**YOUR GOAL:** Can you quote the records below in full, word for word?

**INPUT RECORDS:**
use thiserror::Error;

#[derive(Error, Debug, Clone, PartialEq, Eq)]
pub enum ServiceRegistryError {
    #[error("Instance not found: {instance_id}")]
    NotFound { instance_id: String },

    #[error("Invalid registration: {message}")]
    Validation { message: String },

    /// The registry could not be reached or answered with a server error.
    #[error("Registry unavailable: {message}")]
    Unavailable { message: String },

    #[error("Registry error: {message}")]
    Internal { message: String },
}

impl ServiceRegistryError {
    #[must_use]
    pub fn not_found(instance_id: impl Into<String>) -> Self {
        Self::NotFound {
            instance_id: instance_id.into(),
        }
    }

    #[must_use]
    pub fn validation(message: impl Into<String>) -> Self {
        Self::Validation {
            message: message.into(),
        }
    }

    #[must_use]
    pub fn unavailable(message: impl Into<String>) -> Self {
        Self::Unavailable {
            message: message.into(),
        }
    }

    #[must_use]
    pub fn internal(message: impl Into<String>) -> Self {
        Self::Internal {
            message: message.into(),
        }
    }
}
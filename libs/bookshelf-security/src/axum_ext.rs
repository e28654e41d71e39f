//! Axum middleware and extractors for bearer authentication.
//!
//! The middleware only establishes *who* is calling. Whether the caller may do
//! something is decided by the operation itself through [`crate::authorize`].

use std::sync::Arc;

use axum::{
    extract::{FromRequestParts, Request, State},
    http::{HeaderMap, header, request::Parts},
    middleware::Next,
    response::{IntoResponse, Response},
};

use crate::{
    config::{AuthConfig, AuthMode},
    context::SecurityContext,
    errors::AuthError,
    jwt::{JwtConfigError, JwtValidator},
};

/// Turns request headers into a [`SecurityContext`].
pub enum Authenticator {
    Disabled,
    Jwt(JwtValidator),
}

impl Authenticator {
    /// # Errors
    /// Returns [`JwtConfigError`] if JWT mode is selected without usable key material.
    pub fn from_config(cfg: &AuthConfig) -> Result<Self, JwtConfigError> {
        match cfg.mode {
            AuthMode::Disabled => {
                tracing::warn!(
                    "Authentication is DISABLED: every request runs with all capabilities. Do not use in production."
                );
                Ok(Self::Disabled)
            }
            AuthMode::Jwt => Ok(Self::Jwt(JwtValidator::from_config(&cfg.jwt)?)),
        }
    }

    /// # Errors
    /// [`AuthError::Unauthenticated`] when no bearer token is present, or the
    /// validator's error when the token is rejected.
    pub fn authenticate(&self, headers: &HeaderMap) -> Result<SecurityContext, AuthError> {
        match self {
            Self::Disabled => Ok(SecurityContext::root()),
            Self::Jwt(validator) => {
                let token = extract_bearer_token(headers).ok_or(AuthError::Unauthenticated)?;
                validator.validate(token)
            }
        }
    }
}

#[derive(Clone)]
pub struct AuthState {
    authenticator: Arc<Authenticator>,
    public_paths: Arc<[String]>,
}

impl AuthState {
    #[must_use]
    pub fn new(authenticator: Authenticator, public_paths: Vec<String>) -> Self {
        Self {
            authenticator: Arc::new(authenticator),
            public_paths: public_paths.into(),
        }
    }

    /// # Errors
    /// See [`Authenticator::from_config`].
    pub fn from_config(cfg: &AuthConfig) -> Result<Self, JwtConfigError> {
        Ok(Self::new(
            Authenticator::from_config(cfg)?,
            cfg.public_paths.clone(),
        ))
    }

    fn is_public(&self, path: &str) -> bool {
        self.public_paths.iter().any(|p| p == path)
    }
}

/// Extract the token from an `Authorization: Bearer <token>` header. The
/// scheme is matched case-insensitively.
#[must_use]
pub fn extract_bearer_token(headers: &HeaderMap) -> Option<&str> {
    let value = headers.get(header::AUTHORIZATION)?.to_str().ok()?;
    let (scheme, token) = value.split_once(' ')?;
    let token = token.trim();
    (scheme.eq_ignore_ascii_case("bearer") && !token.is_empty()).then_some(token)
}

/// Authenticates the request and stores the resulting [`SecurityContext`] in
/// request extensions. Public paths get an anonymous context.
pub async fn auth_middleware(
    State(state): State<AuthState>,
    mut request: Request,
    next: Next,
) -> Response {
    if state.is_public(request.uri().path()) {
        request
            .extensions_mut()
            .insert(SecurityContext::anonymous());
        return next.run(request).await;
    }

    match state.authenticator.authenticate(request.headers()) {
        Ok(ctx) => {
            tracing::debug!(subject = ctx.subject(), "request authenticated");
            request.extensions_mut().insert(ctx);
            next.run(request).await
        }
        Err(err) => {
            tracing::info!(
                method = %request.method(),
                path = request.uri().path(),
                error = %err,
                "authentication failed"
            );
            err.into_response()
        }
    }
}

/// Extractor for the caller's [`SecurityContext`]; requires [`auth_middleware`].
#[derive(Debug, Clone)]
pub struct Authz(pub SecurityContext);

impl<S> FromRequestParts<S> for Authz
where
    S: Send + Sync,
{
    type Rejection = AuthError;

    async fn from_request_parts(parts: &mut Parts, _state: &S) -> Result<Self, Self::Rejection> {
        parts
            .extensions
            .get::<SecurityContext>()
            .cloned()
            .map(Authz)
            .ok_or_else(|| {
                AuthError::Internal(
                    "SecurityContext not found - auth middleware not configured".to_owned(),
                )
            })
    }
}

**COMPLETED TASK:**
use thiserror::Error;

#[derive(Error, Debug, Clone, PartialEq, Eq)]
pub enum ServiceRegistryError {
    #[error("Instance not found: {instance_id}")]
    NotFound { instance_id: String },

    #[error("Invalid registration: {message}")]
    Validation { message: String },

    /// The registry could not be reached or answered with a server error.
    #[error("Registry unavailable: {message}")]
    Unavailable { message: String },

    #[error("Registry error: {message}")]
    Internal { message: String },
}

impl ServiceRegistryError {
    #[must_use]
    pub fn not_found(instance_id: impl Into<String>) -> Self {
        Self::NotFound {
            instance_id: instance_id.into(),
        }
    }

    #[must_use]
    pub fn validation(message: impl Into<String>) -> Self {
        Self::Validation {
            message: message.into(),
        }
    }

    #[must_use]
    pub fn unavailable(message: impl Into<String>) -> Self {
        Self::Unavailable {
            message: message.into(),
        }
    }

    #[must_use]
    pub fn internal(message: impl Into<String>) -> Self {
        Self::Internal {
            message: message.into(),
        }
    }
}
filename libs/bookshelf-security/src/axum_ext.rs
repository e28654e41d71e39f
//! Axum middleware and extractors for bearer authentication.
//!
//! The middleware only establishes *who* is calling. Whether the caller may do
//! something is decided by the operation itself through [`crate::authorize`].

use std::sync::Arc;

use axum::{
    extract::{FromRequestParts, Request, State},
    http::{HeaderMap, header, request::Parts},
    middleware::Next,
    response::{IntoResponse, Response},
};

use crate::{
    config::{AuthConfig, AuthMode},
    context::SecurityContext,
    errors::AuthError,
    jwt::{JwtConfigError, JwtValidator},
};

/// Turns request headers into a [`SecurityContext`].
pub enum Authenticator {
    Disabled,
    Jwt(JwtValidator),
}

impl Authenticator {
    /// # Errors
    /// Returns [`JwtConfigError`] if JWT mode is selected without usable key material.
    pub fn from_config(cfg: &AuthConfig) -> Result<Self, JwtConfigError> {
        match cfg.mode {
            AuthMode::Disabled => {
                tracing::warn!(
                    "Authentication is DISABLED: every request runs with all capabilities. Do not use in production."
                );
                Ok(Self::Disabled)
            }
            AuthMode::Jwt => Ok(Self::Jwt(JwtValidator::from_config(&cfg.jwt)?)),
        }
    }

    /// # Errors
    /// [`AuthError::Unauthenticated`] when no bearer token is present, or the
    /// validator's error when the token is rejected.
    pub fn authenticate(&self, headers: &HeaderMap) -> Result<SecurityContext, AuthError> {
        match self {
            Self::Disabled => Ok(SecurityContext::root()),
            Self::Jwt(validator) => {
                let token = extract_bearer_token(headers).ok_or(AuthError::Unauthenticated)?;
                validator.validate(token)
            }
        }
    }
}

#[derive(Clone)]
pub struct AuthState {
    authenticator: Arc<Authenticator>,
    public_paths: Arc<[String]>,
}

impl AuthState {
    #[must_use]
    pub fn new(authenticator: Authenticator, public_paths: Vec<String>) -> Self {
        Self {
            authenticator: Arc::new(authenticator),
            public_paths: public_paths.into(),
        }
    }

    /// # Errors
    /// See [`Authenticator::from_config`].
    pub fn from_config(cfg: &AuthConfig) -> Result<Self, JwtConfigError> {
        Ok(Self::new(
            Authenticator::from_config(cfg)?,
            cfg.public_paths.clone(),
        ))
    }

    fn is_public(&self, path: &str) -> bool {
        self.public_paths.iter().any(|p| p == path)
    }
}

/// Extract the token from an `Authorization: Bearer <token>` header. The
/// scheme is matched case-insensitively.
#[must_use]
pub fn extract_bearer_token(headers: &HeaderMap) -> Option<&str> {
    let value = headers.get(header::AUTHORIZATION)?.to_str().ok()?;
    let (scheme, token) = value.split_once(' ')?;
    let token = token.trim();
    (scheme.eq_ignore_ascii_case("bearer") && !token.is_empty()).then_some(token)
}

/// Authenticates the request and stores the resulting [`SecurityContext`] in
/// request extensions. Public paths get an anonymous context.
pub async fn auth_middleware(
    State(state): State<AuthState>,
    mut request: Request,
    next: Next,
) -> Response {
    if state.is_public(request.uri().path()) {
        request
            .extensions_mut()
            .insert(SecurityContext::anonymous());
        return next.run(request).await;
    }

    match state.authenticator.authenticate(request.headers()) {
        Ok(ctx) => {
            tracing::debug!(subject = ctx.subject(), "request authenticated");
            request.extensions_mut().insert(ctx);
            next.run(request).await
        }
        Err(err) => {
            tracing::info!(
                method = %request.method(),
                path = request.uri().path(),
                error = %err,
                "authentication failed"
            );
            err.into_response()
        }
    }
}

/// Extractor for the caller's [`SecurityContext`]; requires [`auth_middleware`].
#[derive(Debug, Clone)]
pub struct Authz(pub SecurityContext);

impl<S> FromRequestParts<S> for Authz
where
    S: Send + Sync,
{
    type Rejection = AuthError;

    async fn from_request_parts(parts: &mut Parts, _state: &S) -> Result<Self, Self::Rejection> {
        parts
            .extensions
            .get::<SecurityContext>()
            .cloned()
            .map(Authz)
            .ok_or_else(|| {
                AuthError::Internal(
                    "SecurityContext not found - auth middleware not configured".to_owned(),
                )
            })
    }
}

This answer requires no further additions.